We cannot, as I have explained before, use the reactive law enforcement strategy we use for real-world for cybercrime because cybercrime is different. We need a new strategy, one that involves citizens as well as law enforcement. We still retain the traditional, reactive law enforcement strategy but we supplement it with preventative efforts implemented by individuals and entities.
I see cyberspace as analogous to Europe after the fall of Rome. The mechanisms that had maintained the necessary modicum of order in society disappeared, leaving a state of disorder, anarchy. There were no nation-states to maintain order within a demarcated territory; indeed, there were no functional territorial boundaries. Crime control was purely a civilian function; members of communities shared responsibility for apprehending criminals. In medieval England, male adults were required to possess weapons they could use in apprehending and subduing a criminal; the practice was for someone to raise the “hue and cry” when a crime had been committed, after which men in the local community attempted to catch the perpetrator, who would then face certain, rough justice. This model prevailed until the 19th century, when Sir Robert Peel invented the modern police force and eliminated civilian involvement in security.
We need to restore civilian involvement, at least in securing cyberspace. We need a culture change; we need for people to understand that cyberspace is not like the safe, predictable environment many of us inhabit; it is, instead, analogous to the out of control world Europeans confronted after the fall of Rome. It was up to them to take care of themselves, and it is up to those of us who inhabit cyberspace to do the same thing.
I have written extensively about this, but I have not seen it mentioned in the popular press or anywhere else . . . except for the National Strategy to Secure Cyberspace. The White House released the National Strategy in 2003. It calls for civilians – individuals and entities – to assume responsibility for protecting themselves online and thereby helping to prevent cybercrime. It makes this assumption of responsibility a purely voluntary act; there are not consequences if one does not assume responsibility and does not make an effort to prevent cybercrime. Perhaps for that reason, the National Strategy rather quickly disappeared from public view and public discourse.

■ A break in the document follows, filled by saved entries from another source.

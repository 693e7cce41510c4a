//! Input rows for a batch: a JSON document or `key=value` pairs.

use crate::error::OhctlError;

use openhab_client::operations::params::InputRow;

use std::io::Read;
use std::path::Path;

use serde_json::Value;

const STDIN_PATH: &str = "-";

/// Rows from `--input` when given, otherwise one row from `--param` pairs.
pub fn read_rows(input: Option<&Path>, params: &[String]) -> Result<Vec<InputRow>, OhctlError> {
    match input {
        Some(path) if path.as_os_str() == STDIN_PATH => {
            let mut text = String::new();
            std::io::stdin()
                .read_to_string(&mut text)
                .map_err(|e| OhctlError::input(format!("Failed to read stdin: {e}")))?;
            rows_from_json(&text)
        }
        Some(path) => {
            let text = std::fs::read_to_string(path).map_err(|e| {
                OhctlError::input(format!("Failed to read {}: {e}", path.display()))
            })?;
            rows_from_json(&text)
        }
        None => Ok(vec![row_from_params(params)?]),
    }
}

/// Parse a JSON object or an array of objects.
pub fn rows_from_json(text: &str) -> Result<Vec<InputRow>, OhctlError> {
    let value: Value = serde_json::from_str(text)
        .map_err(|e| OhctlError::input(format!("Input is not valid JSON: {e}")))?;

    match value {
        Value::Object(row) => Ok(vec![row]),
        Value::Array(items) => items
            .into_iter()
            .enumerate()
            .map(|(index, item)| match item {
                Value::Object(row) => Ok(row),
                other => Err(OhctlError::input(format!(
                    "Input row {index} must be an object, got {other}"
                ))),
            })
            .collect(),
        other => Err(OhctlError::input(format!(
            "Input must be an object or an array of objects, got {other}"
        ))),
    }
}

/// Build one row from `key=value` pairs. Values stay strings; the last
/// occurrence of a key wins.
pub fn row_from_params(params: &[String]) -> Result<InputRow, OhctlError> {
    let mut row = InputRow::new();

    for param in params {
        let (key, value) = param
            .split_once('=')
            .ok_or_else(|| OhctlError::input(format!("Expected key=value, got '{param}'")))?;

        let key = key.trim();
        if key.is_empty() {
            return Err(OhctlError::input(format!("Missing key in '{param}'")));
        }

        row.insert(key.to_string(), Value::String(value.to_string()));
    }

    Ok(row)
}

As I have argued elsewhere , we cannot rely on a voluntary approach to achieve civilian involvement in controlling crime in cyberspace. We need a culture change, and while that might occur on its own if we pursue a voluntary approach, it will take a very long time for the process to be complete. I do not think we have a very long time; I think cybercrime (and cyberterrorism) will only become more pervasive and more destructive, since there is little chance a clever cybercriminal will be apprehended and sanctioned.

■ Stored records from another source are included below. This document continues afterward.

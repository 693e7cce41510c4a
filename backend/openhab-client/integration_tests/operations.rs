//! End-to-end operation scenarios through the executor and a mock server.

use crate::helpers::{TEST_TOKEN, dispatcher, local_credentials, row};

use openhab_client::executor::{ExecutorOptions, RowExecutor};
use openhab_client::operations::HubOperation;

use serde_json::json;
use wiremock::matchers::{body_string, header, method, path, query_param, query_param_is_missing};
use wiremock::{Mock, MockServer, ResponseTemplate};

#[tokio::test]
async fn given_item_command_when_executed_then_reports_item_command_status() {
    let server = MockServer::start().await;
    Mock::given(method("POST"))
        .and(path("/rest/items/Kitchen_Light"))
        .and(header("x-openhab-token", TEST_TOKEN))
        .and(header("accept", "text/plain"))
        .and(body_string("ON"))
        .respond_with(ResponseTemplate::new(200))
        .expect(1)
        .mount(&server)
        .await;

    let dispatcher = dispatcher();
    let credentials = local_credentials(&server);
    let executor = RowExecutor::new(&dispatcher, &credentials, ExecutorOptions::default());

    let output = executor
        .execute(
            HubOperation::ItemCommand,
            &[row(json!({"itemName": "Kitchen_Light", "command": "ON"}))],
        )
        .await
        .expect("command should succeed");

    assert_eq!(output.len(), 1);
    assert_eq!(
        output[0].clone().into_value(),
        json!({"item": "Kitchen_Light", "command": "ON", "statusCode": 200})
    );
}

#[tokio::test]
async fn given_rule_toggle_disable_when_executed_then_reports_rule_enabled_status() {
    let server = MockServer::start().await;
    Mock::given(method("POST"))
        .and(path("/rest/rules/lighting_evening/enable"))
        .and(body_string("false"))
        .respond_with(ResponseTemplate::new(200))
        .expect(1)
        .mount(&server)
        .await;

    let dispatcher = dispatcher();
    let credentials = local_credentials(&server);
    let executor = RowExecutor::new(&dispatcher, &credentials, ExecutorOptions::default());

    let output = executor
        .execute(
            HubOperation::RuleToggle,
            &[row(json!({"ruleUid": "lighting_evening", "enable": false}))],
        )
        .await
        .expect("toggle should succeed");

    assert_eq!(
        output[0].clone().into_value(),
        json!({"rule": "lighting_evening", "enabled": false, "statusCode": 200})
    );
}

/// **VALUE**: Verifies an empty tag filter sends no `tags` key at all.
///
/// **WHY THIS MATTERS**: openHAB treats `?tags=` as "items with an empty tag", which
/// returns nothing instead of the full item list.
///
/// **BUG THIS CATCHES**: Always appending the `tags` parameter.
#[tokio::test]
async fn given_item_list_with_empty_tags_when_executed_then_no_tags_query() {
    let server = MockServer::start().await;
    Mock::given(method("GET"))
        .and(path("/rest/items"))
        .and(query_param_is_missing("tags"))
        .respond_with(ResponseTemplate::new(200).set_body_json(json!([
            {"name": "Kitchen_Light", "type": "Switch"},
            {"name": "Hall_Dimmer", "type": "Dimmer"},
        ])))
        .expect(1)
        .mount(&server)
        .await;

    let dispatcher = dispatcher();
    let credentials = local_credentials(&server);
    let executor = RowExecutor::new(&dispatcher, &credentials, ExecutorOptions::default());

    let output = executor
        .execute(HubOperation::ItemList, &[row(json!({"tags": ""}))])
        .await
        .expect("list should succeed");

    assert_eq!(output.len(), 2);
    assert_eq!(output[1].get("name"), Some(&json!("Hall_Dimmer")));
}

#[tokio::test]
async fn given_item_list_with_tags_when_executed_then_tags_query_sent() {
    let server = MockServer::start().await;
    Mock::given(method("GET"))
        .and(path("/rest/items"))
        .and(query_param("tags", "Lighting,Kitchen"))
        .respond_with(ResponseTemplate::new(200).set_body_json(json!([])))
        .expect(1)
        .mount(&server)
        .await;

    let dispatcher = dispatcher();
    let credentials = local_credentials(&server);
    let executor = RowExecutor::new(&dispatcher, &credentials, ExecutorOptions::default());

    let output = executor
        .execute(HubOperation::ItemList, &[row(json!({"tags": "Lighting, Kitchen"}))])
        .await
        .expect("list should succeed");

    assert!(output.is_empty());
}

#[tokio::test]
async fn given_item_state_when_executed_then_wraps_plain_text_state() {
    let server = MockServer::start().await;
    Mock::given(method("GET"))
        .and(path("/rest/items/Living_Temp/state"))
        .respond_with(ResponseTemplate::new(200).set_body_string("21.5 °C"))
        .mount(&server)
        .await;

    let dispatcher = dispatcher();
    let credentials = local_credentials(&server);
    let executor = RowExecutor::new(&dispatcher, &credentials, ExecutorOptions::default());

    let output = executor
        .execute(HubOperation::ItemState, &[row(json!({"itemName": "Living_Temp"}))])
        .await
        .expect("state should succeed");

    assert_eq!(
        output[0].clone().into_value(),
        json!({"item": "Living_Temp", "state": "21.5 °C"})
    );
}

#[tokio::test]
async fn given_thing_uid_with_colons_when_executed_then_path_encoded() {
    let server = MockServer::start().await;
    Mock::given(method("GET"))
        .and(path("/rest/things/hue%3Abridge%3A001788/status"))
        .respond_with(ResponseTemplate::new(200).set_body_json(json!({
            "status": "ONLINE", "statusDetail": "NONE"
        })))
        .expect(1)
        .mount(&server)
        .await;

    let dispatcher = dispatcher();
    let credentials = local_credentials(&server);
    let executor = RowExecutor::new(&dispatcher, &credentials, ExecutorOptions::default());

    let output = executor
        .execute(
            HubOperation::ThingStatus,
            &[row(json!({"thingUid": "hue:bridge:001788"}))],
        )
        .await
        .expect("status should succeed");

    assert_eq!(output[0].get("status"), Some(&json!("ONLINE")));

    let received = server.received_requests().await.expect("recording enabled");
    assert_eq!(received[0].url.path(), "/rest/things/hue%3Abridge%3A001788/status");
}

#[tokio::test]
async fn given_mixed_batch_with_continue_when_executed_then_errors_become_rows() {
    let server = MockServer::start().await;
    Mock::given(method("POST"))
        .and(path("/rest/rules/morning/runnow"))
        .respond_with(ResponseTemplate::new(200))
        .mount(&server)
        .await;
    Mock::given(method("POST"))
        .and(path("/rest/rules/ghost/runnow"))
        .respond_with(ResponseTemplate::new(404).set_body_string("Rule not found"))
        .mount(&server)
        .await;

    let dispatcher = dispatcher();
    let credentials = local_credentials(&server);
    let options = ExecutorOptions {
        continue_on_fail: true,
        debug: true,
    };
    let executor = RowExecutor::new(&dispatcher, &credentials, options);

    let output = executor
        .execute(
            HubOperation::RuleRun,
            &[
                row(json!({"ruleUid": "ghost"})),
                row(json!({"ruleUid": "morning"})),
            ],
        )
        .await
        .expect("continue-on-fail never aborts");

    assert_eq!(
        output[0].clone().into_value(),
        json!({"error": "POST request failed with status 404 Not Found - Rule not found"})
    );
    assert_eq!(
        output[1].clone().into_value(),
        json!({"rule": "morning", "statusCode": 200})
    );
}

I have written extensively about how we can use law, notably criminal law, to jump-start this culture shift. I do not claim to have devised the perfect solution for this problem; all I really want is to bring it into public consciousness and see us making some serious effort to address it.
Saturday, April 29, 2006
Friday, April 28, 2006
Security
“. . . all I could see in London's packed Olympia conference centre was an industry united in a profitable celebration of the failure of our society to properly protect itself from the dangers of living an increasingly online existence.”
Simon Moores, What’s the Point of Security?, Silicon.com (April 26, 2006).

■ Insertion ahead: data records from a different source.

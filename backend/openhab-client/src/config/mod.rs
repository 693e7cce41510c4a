//! Client configuration: credentials plus transport settings, loaded from a
//! TOML file and overridden from the environment.

use crate::error::ConfigError;

use common::ErrorLocation;
use models::{AuthMode, Credentials};

use std::panic::Location;
use std::path::{Path, PathBuf};
use std::str::FromStr;
use std::time::Duration;

use log::{debug, info, warn};
use serde::Deserialize;

pub const CONFIG_FILE_NAME: &str = "openhab.toml";

const MAX_TIMEOUT_SECS: u64 = 600;

pub const ENV_AUTH_MODE: &str = "OPENHAB_AUTH_MODE";
pub const ENV_BASE_URL: &str = "OPENHAB_BASE_URL";
pub const ENV_TOKEN: &str = "OPENHAB_TOKEN";
pub const ENV_CLOUD_USERNAME: &str = "OPENHAB_CLOUD_USERNAME";
pub const ENV_CLOUD_PASSWORD: &str = "OPENHAB_CLOUD_PASSWORD";
pub const ENV_CLOUD_TOKEN: &str = "OPENHAB_CLOUD_TOKEN";
pub const ENV_ALLOW_SELF_SIGNED: &str = "OPENHAB_ALLOW_SELF_SIGNED";

// ============================================
// CONFIG STRUCTS
// ============================================

#[derive(Debug, Clone, Deserialize)]
#[serde(rename_all = "camelCase")]
pub struct ClientConfig {
    #[serde(default)]
    pub credentials: Credentials,

    #[serde(default)]
    pub debug: bool,

    #[serde(default = "default_timeout_secs")]
    pub timeout_secs: u64,
}

impl Default for ClientConfig {
    fn default() -> Self {
        Self {
            credentials: Credentials::default(),
            debug: false,
            timeout_secs: default_timeout_secs(),
        }
    }
}

fn default_timeout_secs() -> u64 {
    30
}

// ============================================
// IMPLEMENTATION
// ============================================

impl ClientConfig {
    /// Load config from `path`.
    ///
    /// # Returns
    ///
    /// Returns defaults if the file does not exist.
    /// Returns `Err(ConfigError)` if the file exists but is unreadable or invalid.
    pub fn load(path: &Path) -> Result<Self, ConfigError> {
        if !path.exists() {
            info!("Config file not found at {}, using defaults", path.display());
            return Ok(Self::default());
        }

        let contents = std::fs::read_to_string(path).map_err(|e| ConfigError::ReadError {
            location: ErrorLocation::from(Location::caller()),
            path: path.to_path_buf(),
            source: e,
        })?;

        let config: ClientConfig = toml::from_str(&contents).map_err(|e| {
            warn!("Failed to parse config TOML: {}", e);
            ConfigError::ParseError {
                location: ErrorLocation::from(Location::caller()),
                path: path.to_path_buf(),
                reason: e.to_string(),
            }
        })?;

        config.validate()?;

        info!("Config loaded from {}", path.display());
        Ok(config)
    }

    /// Load `{config_dir}/openhab.toml`.
    pub fn load_from_dir(config_dir: &Path) -> Result<Self, ConfigError> {
        Self::load(&config_dir.join(CONFIG_FILE_NAME))
    }

    /// Load `.env` if present, then apply `OPENHAB_*` variables.
    pub fn apply_env(&mut self) -> Result<(), ConfigError> {
        if let Some(path) = try_load_dotenv() {
            info!("Loaded .env from: {}", path.display());
        }

        self.apply_overrides(|key| std::env::var(key).ok())
    }

    /// Overlay values returned by `lookup` onto the loaded credentials.
    /// Blank values are ignored.
    pub fn apply_overrides<F>(&mut self, lookup: F) -> Result<(), ConfigError>
    where
        F: Fn(&str) -> Option<String>,
    {
        let value = |key: &str| lookup(key).filter(|v| !v.trim().is_empty());
        let mut builder = self.credentials.to_builder();

        if let Some(mode) = value(ENV_AUTH_MODE) {
            let mode = AuthMode::from_str(&mode).map_err(|reason| ConfigError::ValidationError {
                location: ErrorLocation::from(Location::caller()),
                reason: format!("{ENV_AUTH_MODE}: {reason}"),
            })?;
            builder = builder.with_auth_mode(mode);
        }

        if let Some(url) = value(ENV_BASE_URL) {
            builder = builder.with_base_url(url);
        }

        if let Some(token) = value(ENV_TOKEN) {
            builder = builder.with_local_token(token);
        }

        if let Some(username) = value(ENV_CLOUD_USERNAME) {
            builder = builder.with_cloud_username(username);
        }

        if let Some(password) = value(ENV_CLOUD_PASSWORD) {
            builder = builder.with_cloud_password(password);
        }

        if let Some(token) = value(ENV_CLOUD_TOKEN) {
            builder = builder.with_cloud_token(token);
        }

        if let Some(flag) = value(ENV_ALLOW_SELF_SIGNED) {
            let allow = parse_flag(&flag).ok_or_else(|| ConfigError::ValidationError {
                location: ErrorLocation::from(Location::caller()),
                reason: format!("{ENV_ALLOW_SELF_SIGNED}: expected true or false, got '{flag}'"),
            })?;
            builder = builder.with_allow_self_signed(allow);
        }

        self.credentials = builder.build()?;
        self.validate()
    }

    /// Validate config values.
    ///
    /// # Errors
    ///
    /// Returns [`ConfigError::ValidationError`] if any value is invalid.
    pub fn validate(&self) -> Result<(), ConfigError> {
        if self.timeout_secs == 0 || self.timeout_secs > MAX_TIMEOUT_SECS {
            return Err(ConfigError::validation(format!(
                "Invalid timeout: {}s (must be 1-{MAX_TIMEOUT_SECS})",
                self.timeout_secs
            )));
        }

        // Rejects a base URL without an http(s) scheme.
        self.credentials.to_builder().build()?;

        if self.credentials.auth_mode == AuthMode::LegacyBasic {
            warn!("Auth mode 'basic' is configured; every request will be rejected");
        }

        debug!(
            "Config validated (mode: {}, timeout: {}s)",
            self.credentials.auth_mode, self.timeout_secs
        );
        Ok(())
    }

    pub fn timeout(&self) -> Duration {
        Duration::from_secs(self.timeout_secs)
    }
}

fn parse_flag(value: &str) -> Option<bool> {
    match value.trim().to_ascii_lowercase().as_str() {
        "true" | "1" | "yes" | "on" => Some(true),
        "false" | "0" | "no" | "off" => Some(false),
        _ => None,
    }
}

/// Loads `.env` from the current directory or its parents, if one exists.
fn try_load_dotenv() -> Option<PathBuf> {
    dotenvy::dotenv().ok()
}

Moores is describing his reaction to the speakers and displays at a recent British computer security conference. As I have noted in earlier posts (e.g., "Treaty," April 16, 2006), I agree with him that our society notably (some might say "criminally") unsuccessful in protecting itself from online dangers. As I have explained elsewhere, our failure is due to our continuing reliance on an outdated model . . . the reactive model of law enforcement we use to control real-world crime. As I have also explained elsewhere, that model is ineffective, at least as our sole crime control methodology, for cybercrime because cybercrime differs in several critical respects from real-world crime, the type of crime the model evolved to control.
I agree with Moores that we are doing a miserable job of protecting ourselves online. And I can understand his reaction to the conference that prompted it -- while I tend to avoid commercial cybersecurity conferences, I, too, have on occasion found myself discouraged by the overt commercialization of efforts to secure our activities online . . . efforts, I might note, that are not proving particularly successful. I tend to have the same reaction to this that I did several years ago, when I went to a Homeland Security Conference in the US . . . and visited the Exhibition Hall where commerical vendors were displaying what I regarded as a parade of horribles: Huge supplies of body bags, portable radiation detectors and protective gear, devices for dealing with the outbreak of hideous, exotice diseases, etc. It was horrible because of the spectres it raised and it was horrible because people were dedicated to profiting from the anticipation (if not the realization) of these spectres.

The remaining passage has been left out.